Activity: Among the entries below, only the lines starting at the one with "filename src/components/knowledge_graph/component.rs" and ending at the one with "the component opens", both included, are to be printed exactly.

Provided data:
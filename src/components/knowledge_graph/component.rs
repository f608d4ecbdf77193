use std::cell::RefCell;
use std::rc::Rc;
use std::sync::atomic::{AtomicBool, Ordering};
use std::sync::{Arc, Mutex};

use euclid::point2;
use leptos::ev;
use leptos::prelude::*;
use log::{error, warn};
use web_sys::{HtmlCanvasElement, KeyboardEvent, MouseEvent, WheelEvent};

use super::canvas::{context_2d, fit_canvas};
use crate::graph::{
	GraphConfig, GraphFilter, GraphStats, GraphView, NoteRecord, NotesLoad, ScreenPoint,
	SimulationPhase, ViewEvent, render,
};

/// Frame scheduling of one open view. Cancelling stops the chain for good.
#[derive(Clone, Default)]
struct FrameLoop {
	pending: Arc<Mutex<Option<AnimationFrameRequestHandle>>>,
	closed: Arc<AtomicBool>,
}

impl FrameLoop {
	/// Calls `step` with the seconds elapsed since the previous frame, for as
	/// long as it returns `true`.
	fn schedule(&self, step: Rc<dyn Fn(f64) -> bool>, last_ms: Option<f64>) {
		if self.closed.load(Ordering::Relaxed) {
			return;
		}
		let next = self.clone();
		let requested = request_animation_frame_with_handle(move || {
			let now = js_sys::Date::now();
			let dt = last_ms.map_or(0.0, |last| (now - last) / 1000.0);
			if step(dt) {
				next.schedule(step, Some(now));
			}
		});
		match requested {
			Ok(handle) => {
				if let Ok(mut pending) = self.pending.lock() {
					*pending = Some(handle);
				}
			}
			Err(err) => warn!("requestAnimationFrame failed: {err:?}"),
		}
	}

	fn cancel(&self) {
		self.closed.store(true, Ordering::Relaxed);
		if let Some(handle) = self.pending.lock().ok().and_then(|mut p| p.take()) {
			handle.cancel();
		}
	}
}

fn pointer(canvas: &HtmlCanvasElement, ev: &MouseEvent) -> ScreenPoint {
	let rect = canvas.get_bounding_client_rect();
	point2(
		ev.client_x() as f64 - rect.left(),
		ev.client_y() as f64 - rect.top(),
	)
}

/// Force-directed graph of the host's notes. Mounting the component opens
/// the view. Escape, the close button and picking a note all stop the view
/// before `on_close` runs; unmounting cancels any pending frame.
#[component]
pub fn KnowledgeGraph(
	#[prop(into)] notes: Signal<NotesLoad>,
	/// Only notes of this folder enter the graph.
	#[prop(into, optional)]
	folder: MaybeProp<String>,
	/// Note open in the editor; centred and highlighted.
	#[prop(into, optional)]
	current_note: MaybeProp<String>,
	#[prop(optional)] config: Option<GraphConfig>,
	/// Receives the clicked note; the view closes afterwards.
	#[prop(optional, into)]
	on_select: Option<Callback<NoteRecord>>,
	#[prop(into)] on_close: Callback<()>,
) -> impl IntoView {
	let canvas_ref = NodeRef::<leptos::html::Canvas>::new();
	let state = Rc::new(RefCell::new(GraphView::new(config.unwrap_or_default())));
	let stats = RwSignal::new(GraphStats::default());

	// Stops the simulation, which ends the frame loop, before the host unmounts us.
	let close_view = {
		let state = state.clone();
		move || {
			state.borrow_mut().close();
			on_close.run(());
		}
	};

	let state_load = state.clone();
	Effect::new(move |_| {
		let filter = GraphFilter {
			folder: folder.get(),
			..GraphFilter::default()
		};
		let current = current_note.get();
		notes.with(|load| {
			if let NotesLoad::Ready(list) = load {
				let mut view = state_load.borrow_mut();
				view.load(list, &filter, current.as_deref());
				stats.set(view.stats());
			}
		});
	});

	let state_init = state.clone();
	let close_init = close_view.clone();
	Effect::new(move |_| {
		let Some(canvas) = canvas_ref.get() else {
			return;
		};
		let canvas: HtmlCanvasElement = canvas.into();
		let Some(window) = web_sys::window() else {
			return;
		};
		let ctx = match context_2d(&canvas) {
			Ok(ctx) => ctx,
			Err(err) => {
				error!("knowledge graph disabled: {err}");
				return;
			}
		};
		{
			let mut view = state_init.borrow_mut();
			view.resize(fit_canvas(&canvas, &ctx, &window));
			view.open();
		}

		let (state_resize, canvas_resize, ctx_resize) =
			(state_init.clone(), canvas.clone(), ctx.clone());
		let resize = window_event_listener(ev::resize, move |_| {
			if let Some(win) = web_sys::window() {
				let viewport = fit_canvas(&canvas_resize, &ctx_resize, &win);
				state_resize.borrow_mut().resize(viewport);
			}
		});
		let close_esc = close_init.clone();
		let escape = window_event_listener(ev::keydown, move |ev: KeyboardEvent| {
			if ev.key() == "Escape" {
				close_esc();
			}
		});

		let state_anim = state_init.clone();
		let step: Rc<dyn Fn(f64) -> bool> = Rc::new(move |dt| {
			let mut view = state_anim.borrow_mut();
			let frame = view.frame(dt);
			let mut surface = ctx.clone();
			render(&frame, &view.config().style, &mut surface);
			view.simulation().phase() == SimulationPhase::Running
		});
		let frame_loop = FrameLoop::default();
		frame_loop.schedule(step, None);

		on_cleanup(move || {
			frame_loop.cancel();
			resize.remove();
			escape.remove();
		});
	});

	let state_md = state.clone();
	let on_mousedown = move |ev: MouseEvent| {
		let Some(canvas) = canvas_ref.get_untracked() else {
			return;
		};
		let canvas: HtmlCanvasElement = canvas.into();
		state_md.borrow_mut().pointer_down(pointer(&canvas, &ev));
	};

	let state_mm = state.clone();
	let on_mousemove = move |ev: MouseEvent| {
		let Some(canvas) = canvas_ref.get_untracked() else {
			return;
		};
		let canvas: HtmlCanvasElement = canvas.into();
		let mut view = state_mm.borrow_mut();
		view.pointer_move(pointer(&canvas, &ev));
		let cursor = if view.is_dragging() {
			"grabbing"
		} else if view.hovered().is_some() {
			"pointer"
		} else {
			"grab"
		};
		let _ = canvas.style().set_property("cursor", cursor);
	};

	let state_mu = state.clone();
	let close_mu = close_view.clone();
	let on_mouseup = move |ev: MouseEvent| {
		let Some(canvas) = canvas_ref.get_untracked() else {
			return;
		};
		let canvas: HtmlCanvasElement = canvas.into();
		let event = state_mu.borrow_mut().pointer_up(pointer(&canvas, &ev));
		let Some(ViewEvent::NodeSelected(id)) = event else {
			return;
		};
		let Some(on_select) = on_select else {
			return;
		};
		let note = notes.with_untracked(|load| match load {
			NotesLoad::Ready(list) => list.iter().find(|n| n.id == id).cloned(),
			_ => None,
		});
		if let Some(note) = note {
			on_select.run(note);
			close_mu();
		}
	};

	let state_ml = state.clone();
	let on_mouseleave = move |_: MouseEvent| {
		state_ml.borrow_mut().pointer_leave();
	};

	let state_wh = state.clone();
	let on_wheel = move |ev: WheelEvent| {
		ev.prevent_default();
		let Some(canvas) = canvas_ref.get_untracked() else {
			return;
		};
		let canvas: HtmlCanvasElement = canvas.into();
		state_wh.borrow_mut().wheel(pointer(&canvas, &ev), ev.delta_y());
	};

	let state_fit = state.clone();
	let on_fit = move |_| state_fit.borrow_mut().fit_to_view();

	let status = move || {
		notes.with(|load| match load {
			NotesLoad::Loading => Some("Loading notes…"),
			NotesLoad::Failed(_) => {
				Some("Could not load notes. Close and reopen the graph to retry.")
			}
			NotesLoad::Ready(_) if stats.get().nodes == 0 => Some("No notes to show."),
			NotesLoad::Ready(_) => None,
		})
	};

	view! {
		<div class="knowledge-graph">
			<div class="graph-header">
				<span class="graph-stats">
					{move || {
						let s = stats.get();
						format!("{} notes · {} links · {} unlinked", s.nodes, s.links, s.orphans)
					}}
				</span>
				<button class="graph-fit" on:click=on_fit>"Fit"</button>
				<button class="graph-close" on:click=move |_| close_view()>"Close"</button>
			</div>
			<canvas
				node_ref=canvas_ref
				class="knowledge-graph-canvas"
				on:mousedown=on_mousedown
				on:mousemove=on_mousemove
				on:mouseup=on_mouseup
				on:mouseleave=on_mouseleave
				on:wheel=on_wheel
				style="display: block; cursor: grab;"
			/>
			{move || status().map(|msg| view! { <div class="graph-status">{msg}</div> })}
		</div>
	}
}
---
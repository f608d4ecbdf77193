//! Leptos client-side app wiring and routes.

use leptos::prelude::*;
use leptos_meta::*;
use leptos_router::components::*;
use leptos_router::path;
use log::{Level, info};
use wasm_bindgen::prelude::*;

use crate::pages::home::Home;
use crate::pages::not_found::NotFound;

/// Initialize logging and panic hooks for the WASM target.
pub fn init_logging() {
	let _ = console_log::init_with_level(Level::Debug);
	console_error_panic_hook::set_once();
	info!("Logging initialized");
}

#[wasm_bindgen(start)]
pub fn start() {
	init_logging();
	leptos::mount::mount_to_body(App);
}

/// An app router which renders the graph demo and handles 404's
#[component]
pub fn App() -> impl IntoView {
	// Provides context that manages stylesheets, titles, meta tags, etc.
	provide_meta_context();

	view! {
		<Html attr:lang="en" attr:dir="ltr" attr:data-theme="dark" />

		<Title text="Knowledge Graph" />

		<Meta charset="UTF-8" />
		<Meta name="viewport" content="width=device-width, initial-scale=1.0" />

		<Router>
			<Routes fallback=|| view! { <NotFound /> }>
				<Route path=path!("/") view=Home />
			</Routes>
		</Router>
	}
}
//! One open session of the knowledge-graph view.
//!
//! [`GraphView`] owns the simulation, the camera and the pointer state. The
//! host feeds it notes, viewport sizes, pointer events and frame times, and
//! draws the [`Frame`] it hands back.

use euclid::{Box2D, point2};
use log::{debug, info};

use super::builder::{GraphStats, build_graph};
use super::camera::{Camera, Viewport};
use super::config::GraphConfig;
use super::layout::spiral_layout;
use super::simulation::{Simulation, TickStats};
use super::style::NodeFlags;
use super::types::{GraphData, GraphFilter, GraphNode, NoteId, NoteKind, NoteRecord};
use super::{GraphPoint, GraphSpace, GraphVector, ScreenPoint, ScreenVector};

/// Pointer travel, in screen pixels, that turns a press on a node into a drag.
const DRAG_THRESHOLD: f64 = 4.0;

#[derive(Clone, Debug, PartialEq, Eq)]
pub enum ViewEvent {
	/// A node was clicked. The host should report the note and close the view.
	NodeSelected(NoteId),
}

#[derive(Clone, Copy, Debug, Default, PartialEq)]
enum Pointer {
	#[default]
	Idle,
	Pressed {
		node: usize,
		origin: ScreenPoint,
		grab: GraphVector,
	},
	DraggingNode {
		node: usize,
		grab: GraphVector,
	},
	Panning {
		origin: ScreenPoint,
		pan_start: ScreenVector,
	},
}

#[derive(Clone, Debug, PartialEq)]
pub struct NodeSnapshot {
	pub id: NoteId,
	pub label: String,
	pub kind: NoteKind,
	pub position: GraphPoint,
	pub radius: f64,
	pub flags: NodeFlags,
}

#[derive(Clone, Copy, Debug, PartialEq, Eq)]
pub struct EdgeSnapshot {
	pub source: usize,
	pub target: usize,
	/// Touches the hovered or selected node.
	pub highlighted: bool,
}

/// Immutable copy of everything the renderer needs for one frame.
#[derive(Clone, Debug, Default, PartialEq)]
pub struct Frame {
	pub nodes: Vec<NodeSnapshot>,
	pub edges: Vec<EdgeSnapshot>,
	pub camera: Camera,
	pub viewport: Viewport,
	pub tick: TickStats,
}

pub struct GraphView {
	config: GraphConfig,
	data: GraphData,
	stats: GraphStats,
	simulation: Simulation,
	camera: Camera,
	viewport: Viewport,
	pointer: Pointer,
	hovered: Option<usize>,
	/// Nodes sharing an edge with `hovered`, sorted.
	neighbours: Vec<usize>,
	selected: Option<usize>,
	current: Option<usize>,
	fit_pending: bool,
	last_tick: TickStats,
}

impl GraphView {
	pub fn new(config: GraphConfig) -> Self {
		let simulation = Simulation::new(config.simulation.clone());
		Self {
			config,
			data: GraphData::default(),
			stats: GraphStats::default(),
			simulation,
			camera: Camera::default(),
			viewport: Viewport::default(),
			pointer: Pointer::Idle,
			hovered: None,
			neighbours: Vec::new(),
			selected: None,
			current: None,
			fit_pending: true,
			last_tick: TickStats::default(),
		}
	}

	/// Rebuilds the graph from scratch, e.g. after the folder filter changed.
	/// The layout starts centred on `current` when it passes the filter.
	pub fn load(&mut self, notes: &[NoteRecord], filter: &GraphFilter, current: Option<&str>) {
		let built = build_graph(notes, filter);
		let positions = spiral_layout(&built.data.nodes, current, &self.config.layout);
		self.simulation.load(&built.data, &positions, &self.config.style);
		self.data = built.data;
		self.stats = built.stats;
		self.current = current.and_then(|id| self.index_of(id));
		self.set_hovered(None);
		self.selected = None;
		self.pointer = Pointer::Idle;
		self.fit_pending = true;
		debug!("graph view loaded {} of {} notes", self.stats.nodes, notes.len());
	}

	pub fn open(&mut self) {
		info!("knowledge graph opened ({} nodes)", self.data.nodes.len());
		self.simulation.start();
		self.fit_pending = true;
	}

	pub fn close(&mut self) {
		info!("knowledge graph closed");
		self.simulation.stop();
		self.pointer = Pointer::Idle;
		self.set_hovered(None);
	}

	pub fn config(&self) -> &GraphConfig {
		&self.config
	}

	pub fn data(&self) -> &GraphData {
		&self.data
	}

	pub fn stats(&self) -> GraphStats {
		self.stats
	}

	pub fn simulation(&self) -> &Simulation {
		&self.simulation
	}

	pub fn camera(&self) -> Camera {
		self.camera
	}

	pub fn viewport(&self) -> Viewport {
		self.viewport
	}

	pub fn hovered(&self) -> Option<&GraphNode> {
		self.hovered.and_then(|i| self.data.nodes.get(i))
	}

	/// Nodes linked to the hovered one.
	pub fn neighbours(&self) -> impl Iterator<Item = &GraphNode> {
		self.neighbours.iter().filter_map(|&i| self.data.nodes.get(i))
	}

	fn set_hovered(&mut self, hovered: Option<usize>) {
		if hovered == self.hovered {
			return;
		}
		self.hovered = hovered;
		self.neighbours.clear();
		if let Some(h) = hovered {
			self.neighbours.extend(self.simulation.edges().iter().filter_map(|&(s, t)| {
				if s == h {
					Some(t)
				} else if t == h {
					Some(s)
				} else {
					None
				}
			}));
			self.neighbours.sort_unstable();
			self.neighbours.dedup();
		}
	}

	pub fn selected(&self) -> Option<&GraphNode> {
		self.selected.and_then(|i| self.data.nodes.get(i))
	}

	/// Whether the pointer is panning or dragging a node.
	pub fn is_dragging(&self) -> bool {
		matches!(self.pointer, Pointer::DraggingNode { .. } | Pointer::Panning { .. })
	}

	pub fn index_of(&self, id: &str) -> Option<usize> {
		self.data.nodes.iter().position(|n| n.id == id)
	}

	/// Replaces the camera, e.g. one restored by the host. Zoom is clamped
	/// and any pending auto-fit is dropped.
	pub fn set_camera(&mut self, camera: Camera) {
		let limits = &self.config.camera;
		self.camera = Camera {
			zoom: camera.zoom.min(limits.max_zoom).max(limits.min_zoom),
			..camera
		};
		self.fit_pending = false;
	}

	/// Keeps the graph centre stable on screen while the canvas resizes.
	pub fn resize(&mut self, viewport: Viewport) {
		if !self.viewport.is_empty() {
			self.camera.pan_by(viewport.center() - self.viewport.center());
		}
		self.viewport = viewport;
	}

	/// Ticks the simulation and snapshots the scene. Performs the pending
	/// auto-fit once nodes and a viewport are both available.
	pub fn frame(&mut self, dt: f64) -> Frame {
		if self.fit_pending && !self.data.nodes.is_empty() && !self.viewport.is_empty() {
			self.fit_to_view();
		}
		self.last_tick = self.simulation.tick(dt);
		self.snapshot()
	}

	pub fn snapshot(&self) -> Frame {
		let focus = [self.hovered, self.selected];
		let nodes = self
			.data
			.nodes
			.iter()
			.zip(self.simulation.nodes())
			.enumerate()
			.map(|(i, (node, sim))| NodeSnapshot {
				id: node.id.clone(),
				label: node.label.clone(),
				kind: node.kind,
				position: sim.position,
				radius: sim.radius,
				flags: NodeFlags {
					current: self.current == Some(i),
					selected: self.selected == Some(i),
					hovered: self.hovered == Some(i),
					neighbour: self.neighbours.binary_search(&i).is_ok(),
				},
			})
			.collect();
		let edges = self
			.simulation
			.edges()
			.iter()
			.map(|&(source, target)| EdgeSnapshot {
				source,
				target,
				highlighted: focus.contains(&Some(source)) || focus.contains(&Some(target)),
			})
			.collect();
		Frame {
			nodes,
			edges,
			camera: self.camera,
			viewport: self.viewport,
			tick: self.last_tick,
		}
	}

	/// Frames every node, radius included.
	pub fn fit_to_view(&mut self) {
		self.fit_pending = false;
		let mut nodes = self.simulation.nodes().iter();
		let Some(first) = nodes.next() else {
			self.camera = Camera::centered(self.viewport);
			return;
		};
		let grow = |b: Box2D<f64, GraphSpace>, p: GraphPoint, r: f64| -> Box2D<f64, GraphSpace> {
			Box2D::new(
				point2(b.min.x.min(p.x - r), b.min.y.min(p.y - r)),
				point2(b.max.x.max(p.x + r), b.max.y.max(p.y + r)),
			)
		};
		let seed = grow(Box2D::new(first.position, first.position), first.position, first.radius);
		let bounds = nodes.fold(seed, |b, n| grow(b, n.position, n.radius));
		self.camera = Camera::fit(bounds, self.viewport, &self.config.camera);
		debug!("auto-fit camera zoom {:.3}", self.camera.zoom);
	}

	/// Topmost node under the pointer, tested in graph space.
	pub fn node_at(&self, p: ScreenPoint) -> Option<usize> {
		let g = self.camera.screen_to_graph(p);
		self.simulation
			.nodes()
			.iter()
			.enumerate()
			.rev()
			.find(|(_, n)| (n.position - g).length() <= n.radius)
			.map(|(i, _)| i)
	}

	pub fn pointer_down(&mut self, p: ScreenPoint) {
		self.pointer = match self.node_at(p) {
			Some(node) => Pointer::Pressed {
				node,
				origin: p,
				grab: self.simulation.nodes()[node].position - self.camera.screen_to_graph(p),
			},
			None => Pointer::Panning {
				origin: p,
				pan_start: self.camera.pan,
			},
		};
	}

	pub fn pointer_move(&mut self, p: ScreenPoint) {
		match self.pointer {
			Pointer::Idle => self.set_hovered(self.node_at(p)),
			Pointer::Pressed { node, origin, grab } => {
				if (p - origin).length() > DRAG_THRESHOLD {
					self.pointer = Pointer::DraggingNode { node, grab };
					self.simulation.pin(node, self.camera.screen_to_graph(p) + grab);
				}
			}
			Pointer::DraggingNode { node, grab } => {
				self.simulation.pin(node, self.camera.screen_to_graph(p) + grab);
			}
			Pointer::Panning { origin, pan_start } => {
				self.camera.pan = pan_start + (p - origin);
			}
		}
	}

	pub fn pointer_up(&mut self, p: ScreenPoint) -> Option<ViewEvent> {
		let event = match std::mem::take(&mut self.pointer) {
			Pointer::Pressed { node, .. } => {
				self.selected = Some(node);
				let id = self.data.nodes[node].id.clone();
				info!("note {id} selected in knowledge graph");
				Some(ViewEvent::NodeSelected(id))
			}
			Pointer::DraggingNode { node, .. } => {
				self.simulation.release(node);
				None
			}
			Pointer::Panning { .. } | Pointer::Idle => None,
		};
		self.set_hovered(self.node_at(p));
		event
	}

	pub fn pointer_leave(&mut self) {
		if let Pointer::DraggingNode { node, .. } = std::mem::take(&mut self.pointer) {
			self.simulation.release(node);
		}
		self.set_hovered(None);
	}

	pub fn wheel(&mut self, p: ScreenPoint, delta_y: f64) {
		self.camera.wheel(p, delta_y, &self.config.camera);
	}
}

Solution for this task:
filename src/components/knowledge_graph/component.rs
repository f608d4ecbdf77193
use std::cell::RefCell;
use std::rc::Rc;
use std::sync::atomic::{AtomicBool, Ordering};
use std::sync::{Arc, Mutex};

use euclid::point2;
use leptos::ev;
use leptos::prelude::*;
use log::{error, warn};
use web_sys::{HtmlCanvasElement, KeyboardEvent, MouseEvent, WheelEvent};

use super::canvas::{context_2d, fit_canvas};
use crate::graph::{
	GraphConfig, GraphFilter, GraphStats, GraphView, NoteRecord, NotesLoad, ScreenPoint,
	SimulationPhase, ViewEvent, render,
};

/// Frame scheduling of one open view. Cancelling stops the chain for good.
#[derive(Clone, Default)]
struct FrameLoop {
	pending: Arc<Mutex<Option<AnimationFrameRequestHandle>>>,
	closed: Arc<AtomicBool>,
}

impl FrameLoop {
	/// Calls `step` with the seconds elapsed since the previous frame, for as
	/// long as it returns `true`.
	fn schedule(&self, step: Rc<dyn Fn(f64) -> bool>, last_ms: Option<f64>) {
		if self.closed.load(Ordering::Relaxed) {
			return;
		}
		let next = self.clone();
		let requested = request_animation_frame_with_handle(move || {
			let now = js_sys::Date::now();
			let dt = last_ms.map_or(0.0, |last| (now - last) / 1000.0);
			if step(dt) {
				next.schedule(step, Some(now));
			}
		});
		match requested {
			Ok(handle) => {
				if let Ok(mut pending) = self.pending.lock() {
					*pending = Some(handle);
				}
			}
			Err(err) => warn!("requestAnimationFrame failed: {err:?}"),
		}
	}

	fn cancel(&self) {
		self.closed.store(true, Ordering::Relaxed);
		if let Some(handle) = self.pending.lock().ok().and_then(|mut p| p.take()) {
			handle.cancel();
		}
	}
}

fn pointer(canvas: &HtmlCanvasElement, ev: &MouseEvent) -> ScreenPoint {
	let rect = canvas.get_bounding_client_rect();
	point2(
		ev.client_x() as f64 - rect.left(),
		ev.client_y() as f64 - rect.top(),
	)
}

/// Force-directed graph of the host's notes. Mounting the component opens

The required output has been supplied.